If you still have money to spare, then you can decide whether to pay down the mortgage
or invest more in regular taxable accounts.  The decision hinges on two things:  (1)
whether you are comfortable taking on more risk and (2) whether you can earn a higher
rate of interest in the market than you are paying on your mortgage.  If your investment
horizon is long and you aren’t concerned about taking on the additional risk of more
equities, then by all means invest more in your investment portfolio.  On the other hand,
if you already have a great deal invested in the market and would only consider
investing in T-Bills, CDs or bonds returning 5% to 6%, then paying down a 7% or 7.5%
mortgage makes sense.  Paying off the mortgage will provide a return equal to your
mortgage interest rate, normally with essentially minimal risk (assuming your home will
hold its value in today’s real estate market).  It will also save you a substantial amount in
interest payments.

But what about the reduced tax deduction in mortgage interest that would be lost for
those who itemize deductions? Whether this is an issue depends on how tax efficient the
alternative investments are.
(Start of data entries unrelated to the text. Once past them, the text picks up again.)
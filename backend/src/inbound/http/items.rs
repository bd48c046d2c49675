//! Items API handlers.
//!
//! ```text
//! GET    /items
//! POST   /items       {"name":"Desk lamp","description":"Brass"}
//! PUT    /items/{id}  {"description":null}
//! DELETE /items/{id}
//! ```

use actix_web::{HttpRequest, HttpResponse, delete, get, post, put, web};
use chrono::{DateTime, Utc};
use serde::{Deserialize, Serialize};
use tracing::debug;

use crate::domain::{Item, ItemDraft, ItemPatch};
use crate::inbound::http::ApiResult;
use crate::inbound::http::records::{self, Removed, present};
use crate::inbound::http::state::HttpState;

/// Create body for `POST /items`. A client-supplied `id` is ignored.
#[derive(Debug, Default, Deserialize, Serialize, utoipa::ToSchema)]
#[serde(rename_all = "camelCase")]
pub struct CreateItemRequest {
    #[schema(example = "Desk lamp")]
    pub name: Option<String>,
    pub description: Option<String>,
    /// Defaults to the time of creation.
    #[schema(value_type = Option<String>, format = DateTime)]
    pub created_at: Option<DateTime<Utc>>,
}

impl From<CreateItemRequest> for ItemDraft {
    fn from(value: CreateItemRequest) -> Self {
        Self {
            name: value.name,
            description: value.description,
            created_at: value.created_at,
        }
    }
}

/// Update body for `PUT /items/{id}`.
///
/// Only `name` and `description` are updatable; `null` clears `description`
/// and is rejected for `name`.
#[derive(Debug, Default, Deserialize, utoipa::ToSchema)]
#[serde(rename_all = "camelCase")]
pub struct UpdateItemRequest {
    #[serde(default, deserialize_with = "present")]
    #[schema(value_type = Option<String>)]
    pub name: Option<Option<String>>,
    #[serde(default, deserialize_with = "present")]
    #[schema(value_type = Option<String>)]
    pub description: Option<Option<String>>,
}

impl From<UpdateItemRequest> for ItemPatch {
    fn from(value: UpdateItemRequest) -> Self {
        Self {
            name: value.name,
            description: value.description,
        }
    }
}

/// List every item.
#[utoipa::path(
    get,
    path = "/items",
    responses(
        (status = 200, description = "All items", body = [crate::inbound::http::schemas::ItemSchema]),
        (status = 500, description = "Storage failure", body = crate::inbound::http::schemas::ErrorSchema)
    ),
    tags = ["items"],
    operation_id = "listItems"
)]
#[get("/items")]
pub async fn list_items(state: web::Data<HttpState>) -> ApiResult<HttpResponse> {
    records::list(&state.items).await
}

/// Create an item.
#[utoipa::path(
    post,
    path = "/items",
    request_body = CreateItemRequest,
    responses(
        (status = 201, description = "Created item", body = crate::inbound::http::schemas::ItemSchema),
        (status = 400, description = "Missing name or malformed JSON", body = crate::inbound::http::schemas::ErrorSchema),
        (status = 500, description = "Storage failure", body = crate::inbound::http::schemas::ErrorSchema)
    ),
    tags = ["items"],
    operation_id = "createItem"
)]
#[post("/items")]
pub async fn create_item(
    state: web::Data<HttpState>,
    payload: web::Json<CreateItemRequest>,
) -> ApiResult<HttpResponse> {
    let payload = payload.into_inner();
    debug!(body = ?payload, "create item");
    records::create(&state.items, ItemDraft::from(payload)).await
}

/// Partially update an item.
#[utoipa::path(
    put,
    path = "/items/{id}",
    params(("id" = String, Path, description = "Item identifier (UUID)")),
    request_body = UpdateItemRequest,
    responses(
        (status = 200, description = "Updated item", body = crate::inbound::http::schemas::ItemSchema),
        (status = 400, description = "Name emptied or malformed JSON", body = crate::inbound::http::schemas::ErrorSchema),
        (status = 404, description = "No such item", body = crate::inbound::http::schemas::ErrorSchema),
        (status = 500, description = "Malformed id or storage failure", body = crate::inbound::http::schemas::ErrorSchema)
    ),
    tags = ["items"],
    operation_id = "updateItem"
)]
#[put("/items/{id}")]
pub async fn update_item(
    state: web::Data<HttpState>,
    id: web::Path<String>,
    req: HttpRequest,
    body: web::Bytes,
) -> ApiResult<HttpResponse> {
    let payload: UpdateItemRequest = records::patch_body(&req, &body)?;
    records::update(&state.items, &id, ItemPatch::from(payload)).await
}

/// Delete an item.
#[utoipa::path(
    delete,
    path = "/items/{id}",
    params(("id" = String, Path, description = "Item identifier (UUID)")),
    responses(
        (status = 200, description = "Item removed", body = crate::inbound::http::schemas::RemovedSchema),
        (status = 404, description = "No such item", body = crate::inbound::http::schemas::ErrorSchema),
        (status = 500, description = "Malformed id or storage failure", body = crate::inbound::http::schemas::ErrorSchema)
    ),
    tags = ["items"],
    operation_id = "deleteItem"
)]
#[delete("/items/{id}")]
pub async fn delete_item(
    state: web::Data<HttpState>,
    id: web::Path<String>,
) -> ApiResult<web::Json<Removed>> {
    records::delete::<Item>(&state.items, &id).await
}

#[cfg(test)]
mod tests;
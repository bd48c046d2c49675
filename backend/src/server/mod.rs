//! Server construction and middleware wiring.

mod config;

pub use config::ServerConfig;

use std::sync::Arc;

use actix_web::dev::Server;
use actix_web::{App, HttpServer, web};
use tracing::info;

use crud_backend::Trace;
#[cfg(debug_assertions)]
use crud_backend::doc::ApiDoc;
use crud_backend::inbound::http::cors::cors;
use crud_backend::inbound::http::health::HealthState;
use crud_backend::inbound::http::state::HttpState;
use crud_backend::inbound::http::{configure, json_config};
use crud_backend::outbound::persistence::{DbPool, DieselItemRepository, DieselUserRepository};
#[cfg(debug_assertions)]
use utoipa::OpenApi;
#[cfg(debug_assertions)]
use utoipa_swagger_ui::SwaggerUi;

fn build_http_state(pool: &DbPool) -> web::Data<HttpState> {
    web::Data::new(HttpState::new(
        Arc::new(DieselItemRepository::new(pool.clone())),
        Arc::new(DieselUserRepository::new(pool.clone())),
    ))
}

/// Bind the listener and start serving.
///
/// Readiness is flipped once the socket is bound.
///
/// # Errors
///
/// Propagates [`std::io::Error`] when binding the socket fails.
pub fn create_server(
    health_state: web::Data<HealthState>,
    config: ServerConfig,
) -> std::io::Result<Server> {
    let ServerConfig {
        bind_addr,
        allowed_origin,
        workers,
        db_pool,
    } = config;
    let http_state = build_http_state(&db_pool);
    let server_health_state = health_state.clone();

    let server = HttpServer::new(move || {
        let app = App::new()
            .app_data(server_health_state.clone())
            .app_data(http_state.clone())
            .app_data(json_config())
            .wrap(cors(&allowed_origin))
            .wrap(Trace)
            .configure(configure);

        #[cfg(debug_assertions)]
        let app = app.service(
            SwaggerUi::new("/docs/{_:.*}").url("/api-docs/openapi.json", ApiDoc::openapi()),
        );

        app
    })
    .workers(workers)
    .bind(bind_addr)?
    .run();

    info!(%bind_addr, workers, "listening");
    health_state.mark_ready();
    Ok(server)
}
//! User records.

use serde::Serialize;

use super::record::{Kind, Record, RecordId};
use super::schema::{SchemaViolation, required_text, required_text_update};

/// A stored user; `username` and `email` are both required.
#[derive(Debug, Clone, PartialEq, Eq, Serialize)]
#[serde(rename_all = "camelCase")]
pub struct User {
    id: RecordId,
    username: String,
    email: String,
}

impl User {
    /// Rebuild a user from stored fields.
    pub fn from_parts(id: RecordId, username: String, email: String) -> Self {
        Self {
            id,
            username,
            email,
        }
    }

    /// Login name, never empty.
    pub fn username(&self) -> &str {
        &self.username
    }

    /// Contact address, stored as submitted.
    pub fn email(&self) -> &str {
        &self.email
    }
}

/// User fields submitted on create.
#[derive(Debug, Clone, Default, PartialEq, Eq)]
pub struct UserDraft {
    pub username: Option<String>,
    pub email: Option<String>,
}

/// Validated user ready for insertion.
#[derive(Debug, Clone, PartialEq, Eq)]
pub struct NewUser {
    pub username: String,
    pub email: String,
}

/// User fields submitted on update; see [`crate::domain::ItemPatch`] for the
/// meaning of the nested options.
#[derive(Debug, Clone, Default, PartialEq, Eq)]
pub struct UserPatch {
    pub username: Option<Option<String>>,
    pub email: Option<Option<String>>,
}

/// Validated user update.
#[derive(Debug, Clone, Default, PartialEq, Eq)]
pub struct UserChanges {
    pub username: Option<String>,
    pub email: Option<String>,
}

impl UserChanges {
    /// True when applying the changes would leave the record as it is.
    pub fn is_empty(&self) -> bool {
        self.username.is_none() && self.email.is_none()
    }
}

impl Record for User {
    const KIND: Kind = Kind::User;

    type Draft = UserDraft;
    type New = NewUser;
    type Patch = UserPatch;
    type Changes = UserChanges;

    fn validate_draft(draft: UserDraft) -> Result<NewUser, SchemaViolation> {
        let username = required_text("username", draft.username);
        let email = required_text("email", draft.email);
        match (username, email) {
            (Ok(username), Ok(email)) => Ok(NewUser { username, email }),
            (username, email) => Err(SchemaViolation::new(
                Kind::User,
                [username.err(), email.err()],
            )),
        }
    }

    fn validate_patch(patch: UserPatch) -> Result<UserChanges, SchemaViolation> {
        let username = required_text_update("username", patch.username);
        let email = required_text_update("email", patch.email);
        match (username, email) {
            (Ok(username), Ok(email)) => Ok(UserChanges { username, email }),
            (username, email) => Err(SchemaViolation::new(
                Kind::User,
                [username.err(), email.err()],
            )),
        }
    }

    fn assemble(id: RecordId, new: NewUser) -> Self {
        Self::from_parts(id, new.username, new.email)
    }

    fn apply(&mut self, changes: &UserChanges) {
        if let Some(username) = &changes.username {
            self.username.clone_from(username);
        }
        if let Some(email) = &changes.email {
            self.email.clone_from(email);
        }
    }

    fn id(&self) -> &RecordId {
        &self.id
    }
}
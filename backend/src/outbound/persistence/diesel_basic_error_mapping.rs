//! Shared Diesel error mapping for the record repositories.
//!
//! The database's own message is kept so that a `500` response can say what
//! went wrong; the failure is also logged at `debug`.

use tracing::debug;

use super::pool::PoolError;

/// Map pool errors into a repository-specific connection error.
pub fn map_basic_pool_error<E, C>(error: PoolError, connection: C) -> E
where
    C: FnOnce(String) -> E,
{
    debug!(error = %error, "connection checkout failed");
    let message = match error {
        PoolError::Checkout { message } | PoolError::Build { message } => message,
    };
    connection(message)
}

/// Map Diesel errors into query/connection constructors.
pub fn map_basic_diesel_error<E, Q, C>(error: diesel::result::Error, query: Q, connection: C) -> E
where
    Q: FnOnce(String) -> E,
    C: FnOnce(String) -> E,
{
    use diesel::result::{DatabaseErrorKind, Error as DieselError};

    match &error {
        DieselError::DatabaseError(kind, info) => {
            debug!(?kind, message = info.message(), "diesel operation failed");
        }
        _ => debug!(error = %error, "diesel operation failed"),
    }

    match error {
        DieselError::DatabaseError(DatabaseErrorKind::ClosedConnection, info) => {
            connection(format!("database connection error: {}", info.message()))
        }
        DieselError::DatabaseError(_, info) => query(format!("database error: {}", info.message())),
        other => query(format!("database query error: {other}")),
    }
}

#[cfg(test)]
mod tests {
    use super::*;
    use rstest::rstest;

    #[derive(Debug, PartialEq, Eq)]
    enum Mapped {
        Query(String),
        Connection(String),
    }

    #[rstest]
    fn pool_errors_become_connection_errors() {
        let mapped = map_basic_pool_error(PoolError::checkout("timed out"), Mapped::Connection);
        assert_eq!(mapped, Mapped::Connection("timed out".to_owned()));
    }

    #[rstest]
    fn other_diesel_errors_become_query_errors() {
        let mapped = map_basic_diesel_error(
            diesel::result::Error::NotFound,
            Mapped::Query,
            Mapped::Connection,
        );
        assert!(matches!(mapped, Mapped::Query(message) if message.contains("not found")));
    }
}
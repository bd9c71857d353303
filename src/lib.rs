// Copyright 2025 Johann Kempter
//
// Licensed under the Apache License, Version 2.0 (the "License");
// you may not use this file except in compliance with the License.
// You may obtain a copy of the License at
//
//     http://www.apache.org/licenses/LICENSE-2.0
//
// Unless required by applicable law or agreed to in writing, software
// distributed under the License is distributed on an "AS IS" BASIS,
// WITHOUT WARRANTIES OR CONDITIONS OF ANY KIND, either express or implied.
// See the License for the specific language governing permissions and
// limitations under the License.
//
// SPDX-License-Identifier: Apache-2.0

#![doc(html_no_source)]
#![deny(missing_docs)]

//! # obscura
//!
//! [![License](https://img.shields.io/badge/license-Apache--2.0-blue.svg)](https://github.com/BinFlip/obscura/blob/main/LICENSE-APACHE)
//!
//! A compile-time constant protection engine. `obscura` runs inside a compiler
//! pipeline, once per compilation unit, and replaces the plaintext initializers of
//! selected constant declarations with ciphertext. Every read of a protected
//! declaration is rewritten into a decode sequence that reproduces the original
//! value at run time, so program behaviour is unchanged while the constants are no
//! longer visible in the produced object file.
//!
//! ## Features
//!
//! - **Two protection levels** - `Lite` (keyed xor) and `Deep` (xor, rotate, salt and
//!   odd multiply), each repeatable up to 255 times with independent keys
//! - **Deterministic keys** - keys derive from build seed, unit, declaration, level and
//!   iteration; identical inputs produce identical ciphertext
//! - **Declarative configuration** - build defines and in-source overrides resolve into
//!   one immutable policy per unit
//! - **Filtering** - name, bit width and element kind whitelists and blacklists plus
//!   per-declaration annotations
//! - **Local-to-global promotion** - constant locals (and folded operations on them) are
//!   lifted to private globals so they can be protected too
//! - **Transactional rewriting** - a unit is either fully protected or left unchanged
//!
//! ## Quick Start
//!
//! ```rust
//! use obscura::prelude::*;
//!
//! let mut module = Module::new("main.c");
//! let key = module.add_global(GlobalVar::scalar("secret_key", Value::i32(0x1234)));
//! let mut main = Function::new("main");
//! let value = main.load_global(key);
//! main.ret(Some(value));
//! module.add_function(main);
//!
//! let engine = ObfuscationEngine::default();
//! let result = engine.process_unit(&mut module, &FlagSet::new())?;
//!
//! assert_eq!(result.encrypted.len(), 1);
//! assert_eq!(Evaluator::new(&module).call("main", &[])?, Some(Value::i32(0x1234)));
//! # Ok::<(), obscura::Error>(())
//! ```
//!
//! ## Architecture
//!
//! `obscura` is organized into the following modules:
//!
//! - [`ir`] - The host representation of a compilation unit and a reference evaluator
//! - [`descriptor`] - Uniform descriptors for global and local declarations
//! - [`config`] - Build flags, in-source overrides and the resolved [`config::EffectivePolicy`]
//! - [`filter`] - Per-declaration inclusion decisions
//! - [`promotion`] - Local-to-global promotion, deduplication and operation folding
//! - [`encryption`] - Key schedules, element transforms and ciphertext artifacts
//! - [`rewriter`] - Commits ciphertext and expands decode sequences at every read
//! - [`compiler`] - Pass trait, scheduler, per-unit context and event log
//! - [`engine`] - The [`ObfuscationEngine`] that ties everything together
//! - [`Error`] and [`Result`] - Error handling
//!
//! ### Configuration
//!
//! A unit that contains the policy marker declaration ([`ir::POLICY_MARKER`]) is
//! processed in *explicit* mode: build defines and in-source overrides decide what
//! happens. Units without the marker use the implicit default of one `Lite` and one
//! `Deep` iteration for every supported global, without filters or promotion.
//!
//! ```rust
//! use obscura::{
//!     compiler::EventLog,
//!     config::{Level, Levels},
//!     ir::Module,
//!     FlagSet, ObfuscationEngine,
//! };
//!
//! let mut module = Module::new("unit.c").with_override("ENC_LITE_TIMES", Some("4"));
//! module.add_policy_marker();
//!
//! let engine = ObfuscationEngine::default();
//! let flags = FlagSet::from_defines(["ENC_LITE", "ENC_SKIP_FLOATS"]);
//! let policy = engine.resolve_policy(&module, &flags, &EventLog::new());
//!
//! assert_eq!(policy.levels, Levels::LITE);
//! assert_eq!(policy.iterations(Level::Lite), 4);
//! assert!(policy.blacklist.is_active());
//! ```
//!
//! ## Error Handling
//!
//! Only conditions that make a consistent unit impossible are returned as errors;
//! everything else is recorded in the unit's event log:
//!
//! ```rust,no_run
//! use obscura::{ir::Module, Error, FlagSet, ObfuscationEngine};
//!
//! let mut module = Module::new("unit.c");
//! match ObfuscationEngine::default().process_unit(&mut module, &FlagSet::new()) {
//!     Ok(result) => println!("{result}"),
//!     Err(Error::HostIntegration { message, .. }) => println!("unit left unchanged: {}", message),
//!     Err(e) => println!("Other error: {}", e),
//! }
//! ```
//!
//! ## Development and Testing
//!
//! ### Fuzzing
//!
//! ```bash
//! cargo +nightly fuzz run roundtrip --release
//! ```
//!
//! ### Testing
//!
//! ```bash
//! cargo test
//! cargo bench --bench encryption
//! ```
#[macro_use]
pub(crate) mod error;
pub(crate) mod utils;

/// Convenient re-exports of the most commonly used types and traits.
///
/// # Example
///
/// ```rust
/// use obscura::prelude::*;
///
/// let engine = ObfuscationEngine::new(EngineConfig::default().with_seed(7));
/// assert_eq!(engine.config().seed, 7);
/// ```
pub mod prelude;

/// Pass infrastructure: the pass trait, scheduler, per-unit context and event log.
pub mod compiler;

/// Build flags, in-source overrides and policy resolution.
pub mod config;

/// Uniform descriptors for protectable declarations.
pub mod descriptor;

/// Key derivation, element transforms and ciphertext generation.
pub mod encryption;

/// The protection engine and its per-unit results.
pub mod engine;

/// Inclusion decisions for individual declarations.
pub mod filter;

/// The host representation of a compilation unit.
pub mod ir;

/// Promotion of constant locals to private globals.
pub mod promotion;

/// Commits ciphertext and decode sequences to a unit.
pub mod rewriter;

/// `obscura` Result type
///
/// A type alias for `std::result::Result<T, Error>` where the error type is always [`Error`].
/// This is used consistently throughout the crate for all fallible operations.
///
/// # Examples
///
/// ```rust
/// use obscura::{ir::Value, Result};
///
/// fn widen(value: Value) -> Result<Value> {
///     value.resize(obscura::ir::ScalarType::I64)
/// }
///
/// assert_eq!(widen(Value::i8(7))?, Value::i64(7));
/// # Ok::<(), obscura::Error>(())
/// ```
pub type Result<T, E = Error> = std::result::Result<T, E>;

/// `obscura` Error type
///
/// The main error type for all operations in this crate. See [`Error`] for the
/// variants and when each of them is returned.
pub use error::Error;

/// Build flag collection consumed by the configuration resolver.
pub use config::FlagSet;

/// Main entry points for protecting compilation units.
///
/// See [`engine::ObfuscationEngine`] for processing units, [`engine::EngineConfig`]
/// for engine-wide settings and [`engine::TransformResult`] for the outcome.
pub use engine::{EngineConfig, ObfuscationEngine, TransformResult};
If the funds invested in the market are not tax efficient, then
the income earned would be taxed at the same rate used in calculating the savings from
the mortgage interest deduction.  In this case the reduced tax deduction is offset by the
taxes on the added income.  If the money is invested in tax efficient index funds, then the
lost tax deduction would be a factor.

If you are comfortable taking on the added risk of investing additional funds in stocks,
then you will, over the long haul,  likely do better than if you pay down your mortgage.  
This assumes that stocks have historically returned over 10%, while mortgage rates are
usually much lower.  Currently, however, many of Wall Streets’ sages tell us not to
expect double-digit returns on stocks during the immediate future.

Now, should you consider a bigger mortgage?  You should first decide on your
personalized target portfolio and determine its expected long term return.  If you’re
confident the expected after-tax, long-term return will be greater than your current
mortgage rate (which may be questionable given the current market outlook of some
experts), a larger mortgage makes sense.  Of course, this is only if your budget can
comfortably support a larger monthly payment and you are comfortable with the added
risk of more money in the market.  A rule of thumb many financial planners use is that
individuals should keep their housing costs (Principal, Interest, Taxes and Insurance)
less than 25% of their gross income.  Any more than that and you could find your
budget is too tight.

However, if you’re like some people (many who are just about to retire) and like the idea
and peace of mind that comes from eliminating the monthly mortgage payment, then pay
it off, relax and enjoy your retirement years!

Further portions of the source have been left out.